Required action: The answer must consist of every line below that holds the word "true".

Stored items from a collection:
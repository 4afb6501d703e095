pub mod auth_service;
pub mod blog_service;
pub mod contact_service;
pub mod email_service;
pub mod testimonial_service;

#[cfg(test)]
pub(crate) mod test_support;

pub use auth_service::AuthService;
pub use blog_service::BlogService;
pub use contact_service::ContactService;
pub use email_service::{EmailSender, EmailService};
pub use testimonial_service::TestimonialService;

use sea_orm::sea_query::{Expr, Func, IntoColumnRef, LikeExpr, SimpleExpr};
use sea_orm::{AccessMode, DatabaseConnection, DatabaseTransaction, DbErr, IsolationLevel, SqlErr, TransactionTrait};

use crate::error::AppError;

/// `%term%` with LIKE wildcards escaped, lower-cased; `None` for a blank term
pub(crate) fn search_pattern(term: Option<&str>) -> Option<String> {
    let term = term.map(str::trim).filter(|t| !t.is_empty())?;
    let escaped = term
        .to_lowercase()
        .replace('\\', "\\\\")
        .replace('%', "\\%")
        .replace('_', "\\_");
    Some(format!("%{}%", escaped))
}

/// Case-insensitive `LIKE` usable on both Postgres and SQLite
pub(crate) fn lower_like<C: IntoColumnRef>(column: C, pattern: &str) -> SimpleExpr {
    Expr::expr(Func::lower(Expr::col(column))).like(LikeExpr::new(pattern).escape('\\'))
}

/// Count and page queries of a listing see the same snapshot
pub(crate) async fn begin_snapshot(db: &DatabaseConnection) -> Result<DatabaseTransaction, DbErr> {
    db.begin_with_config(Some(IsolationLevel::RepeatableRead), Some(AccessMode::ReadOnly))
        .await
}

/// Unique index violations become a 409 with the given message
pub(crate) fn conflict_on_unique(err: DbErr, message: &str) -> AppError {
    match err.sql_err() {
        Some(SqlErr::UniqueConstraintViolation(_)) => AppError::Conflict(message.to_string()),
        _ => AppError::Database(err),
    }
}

---

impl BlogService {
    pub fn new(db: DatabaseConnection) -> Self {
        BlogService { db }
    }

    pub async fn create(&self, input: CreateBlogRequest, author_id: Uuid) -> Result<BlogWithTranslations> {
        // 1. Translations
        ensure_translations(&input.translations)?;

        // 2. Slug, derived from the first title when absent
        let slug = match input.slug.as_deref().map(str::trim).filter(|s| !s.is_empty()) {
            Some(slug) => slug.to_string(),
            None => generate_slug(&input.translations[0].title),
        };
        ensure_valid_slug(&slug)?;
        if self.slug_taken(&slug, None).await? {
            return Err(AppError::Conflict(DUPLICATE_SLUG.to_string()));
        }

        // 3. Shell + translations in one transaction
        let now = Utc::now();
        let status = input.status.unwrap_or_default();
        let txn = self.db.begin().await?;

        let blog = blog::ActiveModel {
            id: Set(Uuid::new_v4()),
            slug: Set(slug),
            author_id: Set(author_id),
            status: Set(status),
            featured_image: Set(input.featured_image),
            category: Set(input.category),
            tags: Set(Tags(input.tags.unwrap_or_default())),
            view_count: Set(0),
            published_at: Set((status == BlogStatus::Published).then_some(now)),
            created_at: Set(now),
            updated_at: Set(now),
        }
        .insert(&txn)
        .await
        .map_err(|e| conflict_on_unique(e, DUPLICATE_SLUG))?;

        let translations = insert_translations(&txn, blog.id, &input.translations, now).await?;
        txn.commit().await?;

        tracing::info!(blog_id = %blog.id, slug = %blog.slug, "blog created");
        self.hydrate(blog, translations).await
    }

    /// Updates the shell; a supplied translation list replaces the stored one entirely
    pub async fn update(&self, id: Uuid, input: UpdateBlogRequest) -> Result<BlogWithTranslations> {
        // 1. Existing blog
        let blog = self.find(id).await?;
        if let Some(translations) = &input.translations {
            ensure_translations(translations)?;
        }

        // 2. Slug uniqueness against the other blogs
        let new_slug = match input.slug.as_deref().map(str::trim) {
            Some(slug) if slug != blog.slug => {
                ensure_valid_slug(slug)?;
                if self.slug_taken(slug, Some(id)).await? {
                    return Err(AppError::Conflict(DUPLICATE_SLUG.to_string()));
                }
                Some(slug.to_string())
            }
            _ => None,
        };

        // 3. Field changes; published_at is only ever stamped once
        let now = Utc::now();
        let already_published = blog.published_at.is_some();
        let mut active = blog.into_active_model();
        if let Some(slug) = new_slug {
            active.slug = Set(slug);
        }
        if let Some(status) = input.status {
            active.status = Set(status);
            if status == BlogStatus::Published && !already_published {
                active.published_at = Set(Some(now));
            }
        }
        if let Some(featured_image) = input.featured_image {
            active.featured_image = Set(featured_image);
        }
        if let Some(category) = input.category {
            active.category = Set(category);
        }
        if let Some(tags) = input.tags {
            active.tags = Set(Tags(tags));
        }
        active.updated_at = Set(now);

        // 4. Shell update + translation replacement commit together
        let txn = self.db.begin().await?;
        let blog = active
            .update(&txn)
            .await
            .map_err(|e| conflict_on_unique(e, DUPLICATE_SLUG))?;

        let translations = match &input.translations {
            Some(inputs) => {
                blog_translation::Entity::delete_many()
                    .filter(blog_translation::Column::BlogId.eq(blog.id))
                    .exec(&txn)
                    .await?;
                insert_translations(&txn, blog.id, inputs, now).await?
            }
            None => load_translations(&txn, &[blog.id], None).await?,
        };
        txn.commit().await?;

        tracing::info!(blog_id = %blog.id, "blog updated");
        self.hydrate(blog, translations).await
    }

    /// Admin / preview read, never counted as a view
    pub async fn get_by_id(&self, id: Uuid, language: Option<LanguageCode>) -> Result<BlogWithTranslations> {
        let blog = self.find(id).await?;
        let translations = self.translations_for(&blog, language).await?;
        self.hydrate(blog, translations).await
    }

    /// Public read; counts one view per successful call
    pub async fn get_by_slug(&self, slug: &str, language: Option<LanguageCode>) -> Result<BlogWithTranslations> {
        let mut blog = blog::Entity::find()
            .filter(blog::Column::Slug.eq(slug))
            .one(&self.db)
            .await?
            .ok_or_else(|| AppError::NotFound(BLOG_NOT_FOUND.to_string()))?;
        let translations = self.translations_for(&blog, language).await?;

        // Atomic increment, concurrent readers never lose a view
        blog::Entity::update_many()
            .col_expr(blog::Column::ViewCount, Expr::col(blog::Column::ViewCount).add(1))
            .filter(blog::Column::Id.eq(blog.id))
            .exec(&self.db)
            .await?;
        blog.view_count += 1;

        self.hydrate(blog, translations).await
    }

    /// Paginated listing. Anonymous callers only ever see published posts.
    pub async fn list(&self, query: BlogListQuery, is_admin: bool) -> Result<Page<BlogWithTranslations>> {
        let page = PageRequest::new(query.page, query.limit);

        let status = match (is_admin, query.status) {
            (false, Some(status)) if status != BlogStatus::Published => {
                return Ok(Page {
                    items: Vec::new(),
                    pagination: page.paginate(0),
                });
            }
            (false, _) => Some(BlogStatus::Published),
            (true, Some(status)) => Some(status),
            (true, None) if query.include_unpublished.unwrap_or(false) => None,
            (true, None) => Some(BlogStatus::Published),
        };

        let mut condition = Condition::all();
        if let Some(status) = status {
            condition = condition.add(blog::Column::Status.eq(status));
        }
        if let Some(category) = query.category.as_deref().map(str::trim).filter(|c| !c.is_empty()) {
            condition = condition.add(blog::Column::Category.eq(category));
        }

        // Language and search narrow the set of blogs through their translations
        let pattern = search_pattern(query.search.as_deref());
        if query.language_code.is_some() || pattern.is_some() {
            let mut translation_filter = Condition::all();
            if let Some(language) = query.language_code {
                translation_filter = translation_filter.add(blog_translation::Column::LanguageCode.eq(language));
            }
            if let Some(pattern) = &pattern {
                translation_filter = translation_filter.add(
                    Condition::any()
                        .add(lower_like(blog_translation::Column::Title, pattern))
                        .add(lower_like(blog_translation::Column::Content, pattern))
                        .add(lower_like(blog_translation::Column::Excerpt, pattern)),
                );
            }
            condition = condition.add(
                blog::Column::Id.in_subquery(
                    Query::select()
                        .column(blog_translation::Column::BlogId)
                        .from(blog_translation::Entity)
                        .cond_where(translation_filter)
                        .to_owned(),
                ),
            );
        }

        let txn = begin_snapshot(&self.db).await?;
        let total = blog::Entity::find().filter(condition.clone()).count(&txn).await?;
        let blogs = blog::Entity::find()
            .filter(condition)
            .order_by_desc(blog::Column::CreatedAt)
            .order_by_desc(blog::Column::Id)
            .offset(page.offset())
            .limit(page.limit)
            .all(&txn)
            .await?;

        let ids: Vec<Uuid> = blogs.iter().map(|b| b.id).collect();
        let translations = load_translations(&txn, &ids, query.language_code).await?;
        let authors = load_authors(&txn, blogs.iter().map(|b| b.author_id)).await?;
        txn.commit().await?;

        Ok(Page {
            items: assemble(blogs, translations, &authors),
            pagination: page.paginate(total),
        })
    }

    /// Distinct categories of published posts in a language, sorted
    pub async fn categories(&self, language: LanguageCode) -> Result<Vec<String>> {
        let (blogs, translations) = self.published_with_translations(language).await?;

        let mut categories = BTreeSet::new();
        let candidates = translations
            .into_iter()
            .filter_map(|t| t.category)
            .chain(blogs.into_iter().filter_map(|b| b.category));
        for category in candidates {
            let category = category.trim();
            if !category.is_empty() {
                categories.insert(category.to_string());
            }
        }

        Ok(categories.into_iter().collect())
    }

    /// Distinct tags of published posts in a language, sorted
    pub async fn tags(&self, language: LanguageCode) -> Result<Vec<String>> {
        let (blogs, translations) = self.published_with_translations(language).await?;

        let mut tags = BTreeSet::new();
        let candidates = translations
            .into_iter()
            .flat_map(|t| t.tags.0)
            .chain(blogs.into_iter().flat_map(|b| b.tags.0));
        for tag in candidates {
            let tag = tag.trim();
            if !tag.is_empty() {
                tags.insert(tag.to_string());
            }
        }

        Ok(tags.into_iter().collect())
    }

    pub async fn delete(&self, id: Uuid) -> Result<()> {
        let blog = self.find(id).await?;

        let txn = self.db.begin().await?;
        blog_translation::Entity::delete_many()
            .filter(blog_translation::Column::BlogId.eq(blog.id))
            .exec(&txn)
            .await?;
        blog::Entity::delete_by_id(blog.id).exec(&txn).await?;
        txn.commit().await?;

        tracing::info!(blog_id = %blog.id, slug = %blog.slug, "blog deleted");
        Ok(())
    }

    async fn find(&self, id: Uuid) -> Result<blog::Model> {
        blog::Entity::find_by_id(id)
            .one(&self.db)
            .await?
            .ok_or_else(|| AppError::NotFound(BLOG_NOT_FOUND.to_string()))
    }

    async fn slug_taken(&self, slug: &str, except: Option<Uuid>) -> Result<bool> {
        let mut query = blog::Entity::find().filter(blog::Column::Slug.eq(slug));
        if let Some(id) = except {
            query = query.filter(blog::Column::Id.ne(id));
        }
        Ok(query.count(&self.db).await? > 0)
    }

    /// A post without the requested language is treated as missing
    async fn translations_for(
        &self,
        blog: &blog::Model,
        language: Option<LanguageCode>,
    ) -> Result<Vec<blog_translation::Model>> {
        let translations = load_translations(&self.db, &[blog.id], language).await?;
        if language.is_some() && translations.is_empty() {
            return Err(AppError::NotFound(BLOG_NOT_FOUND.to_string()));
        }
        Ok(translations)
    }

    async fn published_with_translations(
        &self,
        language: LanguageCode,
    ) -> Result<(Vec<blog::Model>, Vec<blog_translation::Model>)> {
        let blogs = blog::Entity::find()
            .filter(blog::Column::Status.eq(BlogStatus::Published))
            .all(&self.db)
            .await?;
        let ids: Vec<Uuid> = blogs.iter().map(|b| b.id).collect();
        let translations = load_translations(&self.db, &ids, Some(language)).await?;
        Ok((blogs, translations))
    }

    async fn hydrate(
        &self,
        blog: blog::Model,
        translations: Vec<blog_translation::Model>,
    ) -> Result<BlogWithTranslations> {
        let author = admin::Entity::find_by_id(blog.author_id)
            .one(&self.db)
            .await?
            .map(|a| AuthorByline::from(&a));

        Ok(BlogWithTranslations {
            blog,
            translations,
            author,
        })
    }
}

---

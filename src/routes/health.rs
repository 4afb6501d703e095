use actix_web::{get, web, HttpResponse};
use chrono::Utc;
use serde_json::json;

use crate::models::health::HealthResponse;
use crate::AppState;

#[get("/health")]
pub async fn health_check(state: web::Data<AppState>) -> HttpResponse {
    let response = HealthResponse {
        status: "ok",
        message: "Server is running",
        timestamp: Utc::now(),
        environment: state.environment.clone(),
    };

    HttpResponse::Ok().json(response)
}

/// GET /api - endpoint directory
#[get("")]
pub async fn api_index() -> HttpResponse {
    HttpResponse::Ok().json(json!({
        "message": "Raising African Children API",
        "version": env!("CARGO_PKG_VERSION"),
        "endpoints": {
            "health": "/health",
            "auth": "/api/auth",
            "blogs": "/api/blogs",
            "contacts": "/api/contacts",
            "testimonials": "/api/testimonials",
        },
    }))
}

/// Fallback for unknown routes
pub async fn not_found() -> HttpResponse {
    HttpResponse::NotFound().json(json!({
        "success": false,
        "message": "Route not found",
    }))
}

Solution to this problem:
            (true, Some(status)) => Some(status),
            (true, None) if query.include_unpublished.unwrap_or(false) => None,
            (true, None) => Some(BlogStatus::Published),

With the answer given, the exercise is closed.